Non so ancora spiegare questo maxicartellone pubblicitario, perché non ho capito che cosa dovrebbe pubblicizzare, ma ho fiducia che fra pochissimo tempo lo scoprirò. Però questo brivido di totale surrealismo politico, piantato in mezzo al cuore della Tel Aviv frenetica e lavoratrice, mi ha prodotto una dolorosa nostalgia per Peter Sellers. No, non ho preso un colpo di sole. Una delle più fondamentali interpretazioni di Peter Sellers è stata quella in “Il dottor Stranamore – Ovvero: come ho imparato a non preoccuparmi e ad amare la bomba”.

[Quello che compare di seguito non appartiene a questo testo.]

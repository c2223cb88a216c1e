use std::collections::HashMap;

use anyhow::{anyhow, bail, Result};
use log::debug;
use statistics::RendererStatistics;

use crate::backend::{ExecuteError, ResourceBackend};
use crate::command::CommandList;
use crate::graph::FrameGraph;
use crate::pipeline::{PipelineCache, PipelineKind};
use crate::resource::{PhysicalResourceBindings, VirtualResource};
use crate::SharedContext;

/// Backend double for the demo driver and for tests.
///
/// Resolves declarations in declaration order, culls passes whose outputs
/// never reach an exported resource, and runs the surviving command
/// callbacks against a counting command list. Keeps a journal of the most
/// recent frame so callers can inspect what actually ran.
#[derive(Debug)]
pub struct HeadlessBackend {
    pipelines: PipelineCache,
    recording: bool,
    executed: Vec<String>,
    culled: Vec<String>,
    frames_submitted: u64,
    total_draws: u64,
    total_dispatches: u64,
}

impl HeadlessBackend {
    pub fn new(ctx: &SharedContext) -> Self {
        Self {
            pipelines: ctx.pipelines.clone(),
            recording: false,
            executed: Vec::new(),
            culled: Vec::new(),
            frames_submitted: 0,
            total_draws: 0,
            total_dispatches: 0,
        }
    }

    /// Pass names executed by the most recent completed frame, in order.
    pub fn executed(&self) -> &[String] {
        &self.executed
    }

    /// Pass names culled by the most recent completed frame.
    pub fn culled(&self) -> &[String] {
        &self.culled
    }

    pub fn frames_submitted(&self) -> u64 {
        self.frames_submitted
    }

    pub fn total_draws(&self) -> u64 {
        self.total_draws
    }

    pub fn total_dispatches(&self) -> u64 {
        self.total_dispatches
    }

    pub fn is_recording(&self) -> bool {
        self.recording
    }

    /// Check that every declared read is satisfiable at its declaration
    /// point: either a bound persistent image (version 0) or the output of
    /// an earlier pass.
    fn validate(
        graph: &FrameGraph<'_>,
        bindings: &PhysicalResourceBindings,
    ) -> Result<(), ExecuteError> {
        let mut written: HashMap<&str, u32> = HashMap::new();
        for pass in graph.passes() {
            for usage in pass.reads() {
                let resource = &usage.resource;
                let seen = written.get(resource.name()).copied().unwrap_or(0);
                let satisfied = if resource.version() == 0 {
                    bindings.contains(resource.name())
                } else {
                    seen >= resource.version()
                };
                if !satisfied {
                    return Err(ExecuteError::ReadBeforeWrite {
                        pass: pass.name().to_owned(),
                        resource: resource.to_string(),
                    });
                }
            }
            for usage in pass.writes() {
                let version = written.entry(usage.resource.name()).or_insert(0);
                *version = (*version).max(usage.resource.version());
            }
        }
        Ok(())
    }

    /// Liveness per pass: exported outputs and never-cull passes are roots;
    /// liveness propagates producer-ward through declared reads.
    fn live_passes(graph: &FrameGraph<'_>) -> Vec<bool> {
        let mut producers: HashMap<(&str, u32), usize> = HashMap::new();
        for (index, pass) in graph.passes().iter().enumerate() {
            for usage in pass.writes() {
                producers.insert((usage.resource.name(), usage.resource.version()), index);
            }
        }

        let mut live = vec![false; graph.pass_count()];
        let mut worklist = Vec::new();
        for (index, pass) in graph.passes().iter().enumerate() {
            if pass.never_cull() {
                live[index] = true;
                worklist.push(index);
            }
        }
        for export in graph.exports() {
            if let Some(&index) = producers.get(&(export.name(), export.version())) {
                if !live[index] {
                    live[index] = true;
                    worklist.push(index);
                }
            }
        }

        while let Some(index) = worklist.pop() {
            let reads: Vec<VirtualResource> = graph.passes()[index]
                .reads()
                .map(|usage| usage.resource.clone())
                .collect();
            for resource in reads {
                if resource.version() == 0 {
                    continue;
                }
                if let Some(&producer) = producers.get(&(resource.name(), resource.version())) {
                    if !live[producer] {
                        live[producer] = true;
                        worklist.push(producer);
                    }
                }
            }
        }
        live
    }
}

impl ResourceBackend for HeadlessBackend {
    fn begin_frame(&mut self) {
        self.recording = true;
        self.executed.clear();
        self.culled.clear();
    }

    fn execute(
        &mut self,
        mut graph: FrameGraph<'_>,
        bindings: &PhysicalResourceBindings,
        stats: &mut RendererStatistics,
    ) -> Result<(), ExecuteError> {
        if !self.recording {
            return Err(ExecuteError::NotRecording);
        }
        Self::validate(&graph, bindings)?;
        let live = Self::live_passes(&graph);

        for (index, pass) in graph.passes_mut().iter_mut().enumerate() {
            let name = pass.name().to_owned();
            if !live[index] {
                debug!("culling pass '{name}': no consumer for its outputs");
                self.culled.push(name);
                continue;
            }

            let mut cmd = CountingCommandList::new(&self.pipelines, bindings);
            stats.begin_section(&name).map_err(|source| ExecuteError::Pass {
                pass: name.clone(),
                source,
            })?;
            let ran = pass.run(&mut cmd, bindings, stats);
            let closed = stats.end_section(&name);
            ran.map_err(|source| ExecuteError::Pass {
                pass: name.clone(),
                source,
            })?;
            closed.map_err(|source| ExecuteError::Pass {
                pass: name.clone(),
                source,
            })?;

            self.total_draws += u64::from(cmd.draws);
            self.total_dispatches += u64::from(cmd.dispatches);
            self.executed.push(name);
        }

        self.recording = false;
        self.frames_submitted += 1;
        Ok(())
    }

    fn discard(&mut self) {
        self.recording = false;
        self.executed.clear();
        self.culled.clear();
    }
}

/// Command list that validates binds against the pipeline cache and counts
/// work instead of talking to a GPU.
#[derive(Debug)]
pub struct CountingCommandList<'a> {
    pipelines: &'a PipelineCache,
    bindings: &'a PhysicalResourceBindings,
    bound: Option<PipelineKind>,
    pub draws: u32,
    pub dispatches: u32,
}

impl<'a> CountingCommandList<'a> {
    pub fn new(pipelines: &'a PipelineCache, bindings: &'a PhysicalResourceBindings) -> Self {
        Self {
            pipelines,
            bindings,
            bound: None,
            draws: 0,
            dispatches: 0,
        }
    }

    fn bind_pipeline(&mut self, name: &str, kind: PipelineKind) -> Result<()> {
        let desc = self
            .pipelines
            .get(name)
            .ok_or_else(|| anyhow!("pipeline '{name}' was never built"))?;
        if desc.kind != kind {
            bail!("pipeline '{name}' is a {:?} pipeline", desc.kind);
        }
        self.bound = Some(kind);
        Ok(())
    }

    fn resolve_image(&self, image: &VirtualResource) -> Result<()> {
        if !self.bindings.contains(image.name()) {
            bail!("no physical image bound for '{}'", image.name());
        }
        Ok(())
    }
}

impl CommandList for CountingCommandList<'_> {
    fn bind_graphics_pipeline(&mut self, name: &str) -> Result<()> {
        self.bind_pipeline(name, PipelineKind::Graphics)
    }

    fn bind_compute_pipeline(&mut self, name: &str) -> Result<()> {
        self.bind_pipeline(name, PipelineKind::Compute)
    }

    fn full_viewport_scissor(&mut self) {}

    fn bind_uniform_data(&mut self, _set: u32, _binding: u32, data: &[u8]) -> Result<()> {
        if data.is_empty() {
            bail!("empty uniform upload");
        }
        Ok(())
    }

    fn bind_sampled_image(
        &mut self,
        _set: u32,
        _binding: u32,
        image: &VirtualResource,
    ) -> Result<()> {
        self.resolve_image(image)
    }

    fn bind_storage_image(
        &mut self,
        _set: u32,
        _binding: u32,
        image: &VirtualResource,
    ) -> Result<()> {
        self.resolve_image(image)
    }

    fn push_constants(&mut self, data: &[u8]) -> Result<()> {
        // The usual guaranteed minimum.
        if data.len() > 128 {
            bail!("push constant range of {} bytes exceeds 128", data.len());
        }
        Ok(())
    }

    fn draw(&mut self, _vertex_count: u32, _instance_count: u32) -> Result<()> {
        if self.bound != Some(PipelineKind::Graphics) {
            bail!("draw without a graphics pipeline bound");
        }
        self.draws += 1;
        Ok(())
    }

    fn draw_indexed(&mut self, _index_count: u32, _instance_count: u32) -> Result<()> {
        if self.bound != Some(PipelineKind::Graphics) {
            bail!("draw without a graphics pipeline bound");
        }
        self.draws += 1;
        Ok(())
    }

    fn dispatch(&mut self, _groups_x: u32, _groups_y: u32, _groups_z: u32) -> Result<()> {
        if self.bound != Some(PipelineKind::Compute) {
            bail!("dispatch without a compute pipeline bound");
        }
        self.dispatches += 1;
        Ok(())
    }
}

Quel titolo mi torna in testa come un mantra in questi giorni, quando ex politici fanno dichiarazioni quantomeno fuori luogo su quando e come Bibi avrebbe dovuto e potuto sganciare bombe sull’Iran, e non lo ha poi fatto. Me lo immagino come nei film degli anni della guerra fredda, con la valigetta incatenata al polso, dite voi chi è schiavo di chi. Lui non lo so, noi abbiamo imparato a ignorare la bomba e ad amare Tel Aviv. A ciascuno il suo titolo.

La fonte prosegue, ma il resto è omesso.